Just five. Two books that have "set in stone" in their titles (and thus wouldn't need a working full-text index), one book from 2001, and two volumes of the Congressional record. 99.95% of the books that should be returned in this search--many of which, in my experience, were generally returned four years ago or so--have vanished.

Many of these books *do* still exist in the HathiTrust index.

Changing the date does not produce the results you'd expect, either. "Set in stone" with a date filter set before 1990 returns *nothing*, with a single non-book result returned from a 1982 Washington Post article that has wandered into the Google index. This is especially interesting, because it means that the displayed representation of the two congressional serial's volumes dates as being 1900 is *not* being used for the purpose of retrieval. This is probably wise: books listed as being published in 1900 in the library catalogs feeding into Google can be from any time. Choosing a date before 2020 (which should return all books) adds only a few books to the 2002 listing.

When you search for the term with no date restrictions, Google claims to be returning 100,000-ish results. I have no way of assessing if this is true; but scrolling through results, they do include a few pre-1990 books that didn't show up in the earlier searches.

What's going on? I don't know. I guess I blame the lawyers: I suspect that the reasons have to do with the way the Google books project has become a sort of Herculaneum-on-the-Web, frozen in time at the moment that anti-Books lawsuits erupted in earnest 11 years ago. The site is still littered with pre-2012 branding and icons, and the still-live "project history" page ends with the words "stay tuned..." after describing their annual activity for 2007.

So possibly Google has one year it displays for books online as a best guess, and another it uses internally to represent the year they have legal certainty a book is released. So maybe those volumes of the congressional record have had their access rolled back as Google realized that 1900 might actually mean 1997; and maybe Google doesn't feel confident in library metadata for most of its other books, and doesn't want searchers using date filters to find improperly released books.

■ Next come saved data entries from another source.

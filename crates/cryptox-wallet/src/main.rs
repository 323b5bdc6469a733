//! CryptoX wallet bridge: connect, verify the network, withdraw.
//!
//! Usage: cryptox-wallet <recipient> <amount> [network]
//!
//! Talks to a real provider when `CRYPTOX_EIP1193_PROXY_URL` is set,
//! otherwise drives the deterministic in-memory gateway.

use std::sync::Arc;

use eyre::{bail, eyre, WrapErr};

use cryptox_wallet_adapters::{
    Eip1193Gateway, FixedPriceOracle, InMemoryLedger, SystemClock, WalletAdapterConfig,
};
use cryptox_wallet_core::{ChainId, WalletError, WalletService};

#[tokio::main(flavor = "current_thread")]
async fn main() -> eyre::Result<()> {
    tracing_subscriber::fmt()
        .with_env_filter(
            tracing_subscriber::EnvFilter::from_default_env()
                .add_directive(tracing::Level::INFO.into()),
        )
        .init();

    let mut args = std::env::args().skip(1);
    let recipient = args
        .next()
        .ok_or_else(|| eyre!("usage: cryptox-wallet <recipient> <amount> [network]"))?;
    let amount = args
        .next()
        .ok_or_else(|| eyre!("usage: cryptox-wallet <recipient> <amount> [network]"))?;
    let network = match args.next().as_deref() {
        None | Some("ethereum") => ChainId::Ethereum,
        Some("bsc") => ChainId::Bsc,
        Some("polygon") => ChainId::Polygon,
        Some(other) => bail!("unsupported network {other}; expected ethereum, bsc or polygon"),
    };

    let config = WalletAdapterConfig::from_env();
    let gateway = Arc::new(Eip1193Gateway::with_config(config.clone()));
    let ledger = InMemoryLedger::new();
    let mut service = WalletService::new(
        Arc::clone(&gateway),
        SystemClock,
        ledger.clone(),
        FixedPriceOracle::new(),
        config.transfer_policy(),
    )
    .with_withdraw_policy(config.withdraw_policy()?);
    // The CLI has no KYC flow; treat the operator as verified.
    service.set_kyc_verified(true);

    let session = service.connect().await.wrap_err("wallet connection failed")?;
    println!("connected: {} on {:?}", session.address, session.chain);

    let balance = service.get_balance(session.address).await?;
    println!("balance: {balance} native units");

    if session.chain != Some(network) {
        println!("switching provider to {network}");
        service.switch_to(network).await?;
        service.process_events()?;
        let active = service.current_chain().await?;
        if active != network {
            bail!("provider stayed on {active} after switch request");
        }
    }

    match service.submit_transfer(&recipient, &amount, network).await {
        Ok(receipt) => {
            println!(
                "transfer {}: {:?}",
                receipt.transaction_hash, receipt.outcome
            );
        }
        Err(WalletError::WrongNetwork { active, desired }) => {
            bail!("provider moved to {active} mid-flow; {desired} required, not retrying")
        }
        Err(e) => return Err(e).wrap_err("withdrawal failed"),
    }

    for record in ledger.transactions()? {
        println!(
            "ledger: {:?} {} {} ({}) {:?}",
            record.kind, record.amount, record.currency, record.value_estimate, record.status
        );
    }

    service.disconnect();
    Ok(())
}
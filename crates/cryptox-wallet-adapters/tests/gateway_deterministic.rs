use alloy::primitives::{Address, U256};
use serde_json::Value;

use cryptox_wallet_adapters::{Eip1193Gateway, RuntimeProfile, WalletAdapterConfig};
use cryptox_wallet_core::{ProviderEvent, ProviderEventKind, ProviderPort, WalletError};

fn other_account() -> Address {
    "0x2000000000000000000000000000000000000002"
        .parse()
        .expect("valid account")
}

#[tokio::test]
async fn deterministic_gateway_serves_accounts_and_chain() {
    let gateway = Eip1193Gateway::deterministic();
    assert!(gateway.is_available());

    let accounts = gateway
        .request("eth_requestAccounts", Value::Array(Vec::new()))
        .await
        .expect("accounts");
    assert_eq!(accounts.as_array().expect("array").len(), 1);

    let chain = gateway
        .request("eth_chainId", Value::Array(Vec::new()))
        .await
        .expect("chain");
    assert_eq!(chain, "0x1");
}

#[tokio::test]
async fn switch_updates_chain_and_notifies_subscriber() {
    let gateway = Eip1193Gateway::deterministic();
    let mut rx = gateway
        .subscribe(ProviderEventKind::ChainChanged)
        .expect("subscribe");

    gateway
        .request(
            "wallet_switchEthereumChain",
            serde_json::json!([{ "chainId": "0x89" }]),
        )
        .await
        .expect("switch");

    let chain = gateway
        .request("eth_chainId", Value::Array(Vec::new()))
        .await
        .expect("chain");
    assert_eq!(chain, "0x89");
    assert_eq!(
        rx.try_recv().expect("event"),
        ProviderEvent::ChainChanged("0x89".to_owned())
    );
}

#[tokio::test]
async fn resubscribe_replaces_the_previous_consumer() {
    let gateway = Eip1193Gateway::deterministic();
    let mut first = gateway
        .subscribe(ProviderEventKind::AccountsChanged)
        .expect("subscribe");
    let mut second = gateway
        .subscribe(ProviderEventKind::AccountsChanged)
        .expect("resubscribe");

    gateway
        .debug_inject_accounts_changed(vec![other_account()])
        .expect("inject");

    assert!(first.try_recv().is_err(), "replaced consumer sees no event");
    assert_eq!(
        second.try_recv().expect("event"),
        ProviderEvent::AccountsChanged(vec![other_account()])
    );
}

#[tokio::test]
async fn estimation_rejects_unfunded_sender() {
    let gateway = Eip1193Gateway::deterministic();
    let broke = other_account();
    gateway.debug_set_balance(broke, U256::ZERO).expect("seed");

    let err = gateway
        .request(
            "eth_estimateGas",
            serde_json::json!([{
                "from": broke.to_string(),
                "to": "0x000000000000000000000000000000000000cafe",
                "value": "0xde0b6b3a7640000",
            }]),
        )
        .await
        .expect_err("must fail");
    assert_eq!(
        err,
        WalletError::Provider {
            code: -32000,
            message: "insufficient funds for gas * price + value".to_owned()
        }
    );
}

#[tokio::test]
async fn scripted_failure_applies_to_next_request_only() {
    let gateway = Eip1193Gateway::deterministic();
    gateway
        .debug_fail_next(4001, "User rejected the request.")
        .expect("script");

    let err = gateway
        .request("eth_requestAccounts", Value::Array(Vec::new()))
        .await
        .expect_err("must fail");
    assert_eq!(err, WalletError::UserRejected);

    gateway
        .request("eth_requestAccounts", Value::Array(Vec::new()))
        .await
        .expect("next request is back to normal");
}

#[tokio::test]
async fn unknown_method_reports_method_not_found() {
    let gateway = Eip1193Gateway::deterministic();
    let err = gateway
        .request("eth_signTypedData_v4", Value::Array(Vec::new()))
        .await
        .expect_err("must fail");
    assert!(matches!(err, WalletError::Provider { code: -32601, .. }));
}

#[tokio::test]
async fn production_profile_without_proxy_is_unavailable() {
    let config = WalletAdapterConfig {
        runtime_profile: RuntimeProfile::Production,
        ..WalletAdapterConfig::default()
    };
    let gateway = Eip1193Gateway::with_config(config);

    assert!(!gateway.is_available());
    let err = gateway
        .request("eth_requestAccounts", Value::Array(Vec::new()))
        .await
        .expect_err("must fail");
    assert_eq!(err, WalletError::ProviderUnavailable);
}

#[test]
fn config_defaults_map_onto_policies() {
    let config = WalletAdapterConfig::default();
    assert_eq!(config.runtime_profile, RuntimeProfile::Dev);
    assert!(!config.strict_runtime_required());

    let transfer = config.transfer_policy();
    assert_eq!(transfer.receipt_timeout_ms, 180_000);
    assert_eq!(transfer.receipt_poll_interval_ms, 2_000);

    let withdraw = config.withdraw_policy().expect("policy");
    assert!(!withdraw.kyc_verified);
    assert_eq!(
        withdraw.unverified_limit_wei,
        U256::from(10u64).pow(U256::from(18u64))
    );
}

Oddly, this pattern seems to work differently on other searches. Trying to find another rare-ish term in Google Ngrams, I settled on "rarely used word"; the Ngrams database lists 192 uses before 2002. Of those, 22 show up in the Google index. A 90% disappearance rate is bad, but still a far cry from 99.95%.

So we can't even know how bad the uncertainty is. One intriguing possibility is that the searches I'm using are themselves caught up in the algorithms used to classify books. If I worked at Google, I would have implemented a text-based date-prediction algorithm to flag erroneously classified books. (I have actually done this and sent a list to the HathiTurst of books they may have erroneously released into the public domain. It works). If they use trigrams, it's possible that a term like "set in stone," because of its recency, might *itself* be pushing a bunch of 20th century books into the realm of uncertainty.

Partly this is the story that we all know: Google Books has failed to live up to its promise as the company has moved away from its original mission of organizing information for people. But the particular ways that it has actually eroded, including this one, are worth documenting, because it's easy to think that search tools that worked perfectly well a few years ago won't have been consciously degraded.